Black immigrants are more likely to be denied US citizenship than White immigrants, study finds

A new study by the University of Southern California reveals racial disparities among US permanent residents seeking citizenship.

(CNN)Black male immigrants are less likely to be approved for United States citizenship than White immigrants, a new study released this week shows.

Researchers at the University of Southern California analyzed more than 2 million citizenship applications filed by US permanent residents between October 2014 and March 2018, and found racial disparities among those whose applications were approved.
Black immigrants, researchers say, have been denied citizenship more often than any other racial and ethnic group.
      About 94% of White women and about 92% of White men were approved for US citizenship while Black men and women received an approval rating at or below 90%, the study shows. Black Muslim immigrants also had lower approval ratings at around 86%.
        The data analyzed by researchers did not include details about reasoning behind each application denial -- a key piece of information that would help determine what leads to the disparities, said Emily Ryo, the lead author for the study and a professor of law and sociology at the USC Gould School of Law.
          But Ryo said the approval disparities could stem from the country's long history of using race, ethnicity and gender as bases of exclusion in federal legislation.
          The US Citizenship and Immigration Services told CNN in an email statement that it continues to "break down barriers in the immigration system; restore faith and trust among the immigrant community; and increase access to immigration benefits for all those eligible."
          The agency said that it "does not consider race, nationality or other demographic factors when making determinations related to applications for naturalization."
          The agency does not ask applicants to identify a religious affiliation, a spokesperson added.
          "USCIS evaluates each naturalization application on a case-by-case basis to determine if they meet all standards required under applicable laws, regulations, and policies."
          The agency also said it "launched an interagency strategy last year to promote naturalization opportunities and maximize the number of eligible applicants."

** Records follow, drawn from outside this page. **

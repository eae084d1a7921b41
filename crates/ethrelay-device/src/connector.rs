use ethrelay_transport::tcp;
use tracing::debug;

use crate::client::RelayClient;
use crate::config::ClientConfig;
use crate::error::Result;

/// Connect to a module on the default port.
pub fn connect(host: &str, password: Option<&str>) -> Result<RelayClient> {
    let mut config = ClientConfig::new(host);
    config.password = password.map(str::to_owned);
    connect_with_config(&config)
}

/// Connect, authenticate and load relay states as described by `config`.
pub fn connect_with_config(config: &ClientConfig) -> Result<RelayClient> {
    debug!(host = %config.host, port = config.port, "connecting to relay module");
    let stream = tcp::connect_timeout(&config.host, config.port, config.connect_timeout)?;
    stream.set_read_timeout(config.read_timeout)?;
    stream.set_write_timeout(config.write_timeout)?;

    RelayClient::from_transport(stream, config.password.as_deref().map(str::as_bytes))
}

#[cfg(test)]
mod tests {
    use std::thread;
    use std::time::Duration;

    use super::*;
    use crate::error::RelayError;
    use crate::handshake::HandshakeOutcome;
    use crate::simulator::{SimulatedModule, SimulatorServer};

    fn spawn_server(module: SimulatedModule) -> (u16, thread::JoinHandle<SimulatedModule>) {
        let mut server = SimulatorServer::bind("127.0.0.1:0", module).unwrap();
        let port = server.local_addr().unwrap().port();
        let handle = thread::spawn(move || {
            server.serve_one().unwrap();
            server.module().clone()
        });
        (port, handle)
    }

    #[test]
    fn end_to_end_over_tcp() {
        let (port, server) = spawn_server(SimulatedModule::new(21).with_password("secret"));

        let config = ClientConfig::new("127.0.0.1")
            .with_port(port)
            .with_password("secret")
            .with_timeout(Duration::from_secs(5));
        let mut client = connect_with_config(&config).unwrap();
        assert_eq!(client.handshake(), HandshakeOutcome::PasswordAccepted);

        let seven = client.relay(7).unwrap();
        client.set_single(seven, true, 0, false).unwrap();
        assert!(client.get_single(seven).unwrap());
        client.disconnect();

        let module = server.join().unwrap();
        assert_eq!(module.relays(), [0x40, 0, 0]);
        assert!(!module.is_unlocked());
    }

    #[test]
    fn missing_password_is_reported() {
        let (port, server) = spawn_server(SimulatedModule::new(19).with_password("secret"));

        let config = ClientConfig::new("127.0.0.1")
            .with_port(port)
            .with_timeout(Duration::from_secs(5));
        let err = connect_with_config(&config).unwrap_err();
        assert!(matches!(err, RelayError::PasswordRequired));
        assert!(err.is_authentication());

        server.join().unwrap();
    }

    #[test]
    fn connect_refused_is_transport_error() {
        let listener = std::net::TcpListener::bind("127.0.0.1:0").unwrap();
        let port = listener.local_addr().unwrap().port();
        drop(listener);

        let config = ClientConfig::new("127.0.0.1").with_port(port);
        let err = connect_with_config(&config).unwrap_err();
        assert!(matches!(err, RelayError::Transport(_)));
    }
}
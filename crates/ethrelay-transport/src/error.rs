/// Errors that can occur in relay transport operations.
#[derive(Debug, thiserror::Error)]
pub enum TransportError {
    /// Failed to open a connection to the module.
    #[error("failed to connect to {addr}: {source}")]
    Connect {
        addr: String,
        source: std::io::Error,
    },

    /// An I/O error occurred on the transport stream.
    #[error("transport I/O error: {0}")]
    Io(#[from] std::io::Error),

    /// The stream was closed before the expected byte count arrived.
    #[error("connection closed after {received} of {expected} bytes")]
    ConnectionClosed { expected: usize, received: usize },

    /// The connection has already been shut down locally.
    #[error("transport shut down")]
    Shutdown,
}

impl TransportError {
    /// Returns true if the error was caused by a socket timeout.
    pub fn is_timeout(&self) -> bool {
        match self {
            TransportError::Io(err) | TransportError::Connect { source: err, .. } => matches!(
                err.kind(),
                std::io::ErrorKind::TimedOut | std::io::ErrorKind::WouldBlock
            ),
            _ => false,
        }
    }
}

pub type Result<T> = std::result::Result<T, TransportError>;
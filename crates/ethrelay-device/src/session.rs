use bytes::Bytes;
use ethrelay_frame::{is_handshake, Command};
use ethrelay_transport::{Connection, Transport, TransportError};
use serde::Serialize;
use tracing::{debug, trace, warn};

use crate::error::{RelayError, Result};

/// Where a session is in its connect/authenticate lifecycle.
#[derive(Debug, Clone, Copy, PartialEq, Eq, Serialize)]
#[serde(rename_all = "snake_case")]
pub enum ConnectionState {
    Disconnected,
    Connected,
    Authenticated,
}

/// A half-duplex request/response session over one connection.
///
/// Each [`exchange`](Session::exchange) writes a full request and reads the
/// full response before returning, so commands never overlap. Only the
/// handshake opcodes are allowed until the session is authenticated.
pub struct Session<T: Transport> {
    conn: Connection<T>,
    state: ConnectionState,
}

impl<T: Transport> Session<T> {
    /// Start a session over an already connected stream.
    pub fn new(stream: T) -> Self {
        Self {
            conn: Connection::new(stream),
            state: ConnectionState::Connected,
        }
    }

    pub fn state(&self) -> ConnectionState {
        self.state
    }

    /// Remote endpoint of the underlying connection.
    pub fn peer(&self) -> &str {
        self.conn.peer()
    }

    pub(crate) fn mark_authenticated(&mut self) {
        self.state = ConnectionState::Authenticated;
    }

    /// Send `command` and read its complete response.
    ///
    /// Any send or receive failure closes the session; later calls return
    /// `Shutdown`.
    pub fn exchange(&mut self, command: &Command) -> Result<Bytes> {
        match self.state {
            ConnectionState::Disconnected => {
                return Err(RelayError::Transport(TransportError::Shutdown))
            }
            ConnectionState::Connected if !is_handshake(command.opcode()) => {
                return Err(RelayError::NotAuthenticated {
                    command: command.name(),
                })
            }
            _ => {}
        }

        trace!(command = command.name(), payload_len = command.payload().len(), "request");
        let result = self
            .conn
            .send(&command.encode())
            .and_then(|()| self.conn.receive(command.response_len()));
        match result {
            Ok(response) => {
                trace!(command = command.name(), response = ?response.as_ref(), "response");
                Ok(response)
            }
            Err(err) => {
                // A late reply would be read as the answer to the next request.
                warn!(command = command.name(), error = %err, "exchange failed, closing session");
                self.close();
                Err(err.into())
            }
        }
    }

    /// Close the socket without logging out.
    pub fn close(&mut self) {
        self.conn.disconnect();
        self.state = ConnectionState::Disconnected;
    }

    /// Log out if authenticated, then close the socket.
    ///
    /// A failed logout is reported at `warn` and does not keep the socket
    /// open. Safe to call more than once.
    pub fn disconnect(&mut self) {
        if self.state == ConnectionState::Authenticated {
            match self.exchange(&Command::log_out()) {
                Ok(_) => debug!(peer = %self.peer(), "logged out"),
                Err(err) => warn!(peer = %self.peer(), error = %err, "log out failed"),
            }
        }
        self.close();
    }
}

impl<T: Transport> std::fmt::Debug for Session<T> {
    fn fmt(&self, f: &mut std::fmt::Formatter<'_>) -> std::fmt::Result {
        f.debug_struct("Session")
            .field("peer", &self.peer())
            .field("state", &self.state)
            .finish()
    }
}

          How old stereotypes can continue clouding the judgment

          Discriminatory statutes linked to citizenship began hundreds of years ago with the Naturalization Act of 1790, the authors wrote. The act, which was the first law to define eligibility for naturalization, limited citizenship to only "free White" immigrants who had lived in the country for at least two years.
          In 1870, Congress amended the law's requirements to include people of "African descent" but Ryo said those old stereotypes can continue clouding the judgment of immigration authorities who have the power to grant or deny citizenship.
          Ryo noted the applicants considered in the study lived in the country for a continuous period of time, many were long term residents, and immigrants often "experience a set of disadvantages and discrimination in other areas" that could potentially impact their immigration applications.
          "For example, if Black immigrants might be more targeted by law enforcement than White immigrants, that disadvantage and targeting will become exaggerated over time as they try to seek citizenship," Ryo said.
          The study was published days after advocates across the country held a Black Immigrant Advocacy Day of Action last week.
          Nicole Morgan, an associate attorney at the Texas-based nonprofit RAICES, said anti-Black racism is as "ingrained" in the US immigration system as in the rest of America's culture and society.
            "As a Black person and an immigration attorney who works inside detention centers, I know that Black immigrants are being brutalized, dehumanized, and rendered invisible by the system," Morgan said in a statement.
            "Structural inequalities in the broader system, beyond immigration, can really have these kinds of ripple effects that we might not see until they enter the immigration system," Ryo added.